§ What the task requires:
Could every line of the data be copied out once more, exactly?

Records from a collection
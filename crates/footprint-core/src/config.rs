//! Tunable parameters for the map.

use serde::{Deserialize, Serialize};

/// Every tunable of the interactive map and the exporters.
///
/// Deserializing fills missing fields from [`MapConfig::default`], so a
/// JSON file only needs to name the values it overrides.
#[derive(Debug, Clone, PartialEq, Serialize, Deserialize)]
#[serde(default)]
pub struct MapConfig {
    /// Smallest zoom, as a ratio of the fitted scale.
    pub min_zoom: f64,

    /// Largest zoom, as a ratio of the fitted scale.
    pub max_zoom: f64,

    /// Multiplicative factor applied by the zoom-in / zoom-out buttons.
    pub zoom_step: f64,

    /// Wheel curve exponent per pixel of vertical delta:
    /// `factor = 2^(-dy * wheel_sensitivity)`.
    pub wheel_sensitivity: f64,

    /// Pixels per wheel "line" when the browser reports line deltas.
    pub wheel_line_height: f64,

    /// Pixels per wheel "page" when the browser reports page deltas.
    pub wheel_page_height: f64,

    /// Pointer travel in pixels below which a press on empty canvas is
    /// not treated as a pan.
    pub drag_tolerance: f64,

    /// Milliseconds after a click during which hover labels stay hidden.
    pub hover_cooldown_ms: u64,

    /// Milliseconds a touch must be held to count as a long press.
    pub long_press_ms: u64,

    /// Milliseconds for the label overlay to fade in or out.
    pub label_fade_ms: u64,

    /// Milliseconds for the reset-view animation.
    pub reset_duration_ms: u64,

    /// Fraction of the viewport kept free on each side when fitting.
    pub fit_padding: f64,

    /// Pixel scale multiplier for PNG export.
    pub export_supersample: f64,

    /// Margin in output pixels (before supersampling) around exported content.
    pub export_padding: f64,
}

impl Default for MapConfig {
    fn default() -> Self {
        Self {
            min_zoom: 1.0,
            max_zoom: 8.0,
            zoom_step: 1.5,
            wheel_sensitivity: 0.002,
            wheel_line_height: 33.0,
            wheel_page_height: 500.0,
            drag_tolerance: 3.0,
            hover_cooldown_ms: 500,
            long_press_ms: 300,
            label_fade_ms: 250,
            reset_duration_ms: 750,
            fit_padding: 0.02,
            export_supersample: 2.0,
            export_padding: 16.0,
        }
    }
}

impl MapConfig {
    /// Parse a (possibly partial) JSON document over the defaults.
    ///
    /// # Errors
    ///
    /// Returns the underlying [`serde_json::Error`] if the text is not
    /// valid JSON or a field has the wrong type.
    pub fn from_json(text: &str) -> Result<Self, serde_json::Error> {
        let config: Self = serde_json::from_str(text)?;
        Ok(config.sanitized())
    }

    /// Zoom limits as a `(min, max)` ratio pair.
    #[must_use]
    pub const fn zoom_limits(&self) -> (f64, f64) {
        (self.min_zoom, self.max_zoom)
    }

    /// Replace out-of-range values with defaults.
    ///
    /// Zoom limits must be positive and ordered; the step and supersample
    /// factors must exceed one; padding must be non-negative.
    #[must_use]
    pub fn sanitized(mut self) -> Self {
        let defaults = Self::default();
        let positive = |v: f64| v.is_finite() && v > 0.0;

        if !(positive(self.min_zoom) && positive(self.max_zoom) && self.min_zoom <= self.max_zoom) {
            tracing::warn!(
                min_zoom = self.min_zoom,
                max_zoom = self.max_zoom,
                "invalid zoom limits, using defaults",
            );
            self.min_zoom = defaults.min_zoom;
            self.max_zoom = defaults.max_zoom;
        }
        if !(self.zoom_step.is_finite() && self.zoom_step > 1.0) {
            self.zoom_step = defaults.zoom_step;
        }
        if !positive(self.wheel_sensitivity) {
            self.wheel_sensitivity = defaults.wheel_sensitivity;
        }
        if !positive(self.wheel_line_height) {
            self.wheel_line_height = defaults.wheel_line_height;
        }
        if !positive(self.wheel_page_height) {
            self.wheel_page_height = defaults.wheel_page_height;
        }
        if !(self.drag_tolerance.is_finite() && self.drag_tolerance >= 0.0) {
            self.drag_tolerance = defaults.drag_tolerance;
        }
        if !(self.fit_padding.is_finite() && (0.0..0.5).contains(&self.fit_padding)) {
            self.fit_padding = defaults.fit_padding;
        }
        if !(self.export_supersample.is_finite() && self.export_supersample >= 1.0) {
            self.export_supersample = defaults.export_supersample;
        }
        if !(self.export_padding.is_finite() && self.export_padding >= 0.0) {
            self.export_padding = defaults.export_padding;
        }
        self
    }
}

§ Exercise response:
filename crates/footprint-core/src/config.rs
//! Tunable parameters for the map.

use serde::{Deserialize, Serialize};

/// Every tunable of the interactive map and the exporters.
///
/// Deserializing fills missing fields from [`MapConfig::default`], so a
/// JSON file only needs to name the values it overrides.
#[derive(Debug, Clone, PartialEq, Serialize, Deserialize)]
#[serde(default)]
pub struct MapConfig {
    /// Smallest zoom, as a ratio of the fitted scale.
    pub min_zoom: f64,

    /// Largest zoom, as a ratio of the fitted scale.
    pub max_zoom: f64,

    /// Multiplicative factor applied by the zoom-in / zoom-out buttons.
    pub zoom_step: f64,

    /// Wheel curve exponent per pixel of vertical delta:
    /// `factor = 2^(-dy * wheel_sensitivity)`.
    pub wheel_sensitivity: f64,

    /// Pixels per wheel "line" when the browser reports line deltas.
    pub wheel_line_height: f64,

    /// Pixels per wheel "page" when the browser reports page deltas.
    pub wheel_page_height: f64,

    /// Pointer travel in pixels below which a press on empty canvas is
    /// not treated as a pan.
    pub drag_tolerance: f64,

    /// Milliseconds after a click during which hover labels stay hidden.
    pub hover_cooldown_ms: u64,

    /// Milliseconds a touch must be held to count as a long press.
    pub long_press_ms: u64,

    /// Milliseconds for the label overlay to fade in or out.
    pub label_fade_ms: u64,

    /// Milliseconds for the reset-view animation.
    pub reset_duration_ms: u64,

    /// Fraction of the viewport kept free on each side when fitting.
    pub fit_padding: f64,

    /// Pixel scale multiplier for PNG export.
    pub export_supersample: f64,

    /// Margin in output pixels (before supersampling) around exported content.
    pub export_padding: f64,
}

impl Default for MapConfig {
    fn default() -> Self {
        Self {
            min_zoom: 1.0,
            max_zoom: 8.0,
            zoom_step: 1.5,
            wheel_sensitivity: 0.002,
            wheel_line_height: 33.0,
            wheel_page_height: 500.0,
            drag_tolerance: 3.0,
            hover_cooldown_ms: 500,
            long_press_ms: 300,
            label_fade_ms: 250,
            reset_duration_ms: 750,
            fit_padding: 0.02,
            export_supersample: 2.0,
            export_padding: 16.0,
        }
    }
}

impl MapConfig {
    /// Parse a (possibly partial) JSON document over the defaults.
    ///
    /// # Errors
    ///
    /// Returns the underlying [`serde_json::Error`] if the text is not
    /// valid JSON or a field has the wrong type.
    pub fn from_json(text: &str) -> Result<Self, serde_json::Error> {
        let config: Self = serde_json::from_str(text)?;
        Ok(config.sanitized())
    }

    /// Zoom limits as a `(min, max)` ratio pair.
    #[must_use]
    pub const fn zoom_limits(&self) -> (f64, f64) {
        (self.min_zoom, self.max_zoom)
    }

    /// Replace out-of-range values with defaults.
    ///
    /// Zoom limits must be positive and ordered; the step and supersample
    /// factors must exceed one; padding must be non-negative.
    #[must_use]
    pub fn sanitized(mut self) -> Self {
        let defaults = Self::default();
        let positive = |v: f64| v.is_finite() && v > 0.0;

        if !(positive(self.min_zoom) && positive(self.max_zoom) && self.min_zoom <= self.max_zoom) {
            tracing::warn!(
                min_zoom = self.min_zoom,
                max_zoom = self.max_zoom,
                "invalid zoom limits, using defaults",
            );
            self.min_zoom = defaults.min_zoom;
            self.max_zoom = defaults.max_zoom;
        }
        if !(self.zoom_step.is_finite() && self.zoom_step > 1.0) {
            self.zoom_step = defaults.zoom_step;
        }
        if !positive(self.wheel_sensitivity) {
            self.wheel_sensitivity = defaults.wheel_sensitivity;
        }
        if !positive(self.wheel_line_height) {
            self.wheel_line_height = defaults.wheel_line_height;
        }
        if !positive(self.wheel_page_height) {
            self.wheel_page_height = defaults.wheel_page_height;
        }
        if !(self.drag_tolerance.is_finite() && self.drag_tolerance >= 0.0) {
            self.drag_tolerance = defaults.drag_tolerance;
        }
        if !(self.fit_padding.is_finite() && (0.0..0.5).contains(&self.fit_padding)) {
            self.fit_padding = defaults.fit_padding;
        }
        if !(self.export_supersample.is_finite() && self.export_supersample >= 1.0) {
            self.export_supersample = defaults.export_supersample;
        }
        if !(self.export_padding.is_finite() && self.export_padding >= 0.0) {
            self.export_padding = defaults.export_padding;
        }
        self
    }
}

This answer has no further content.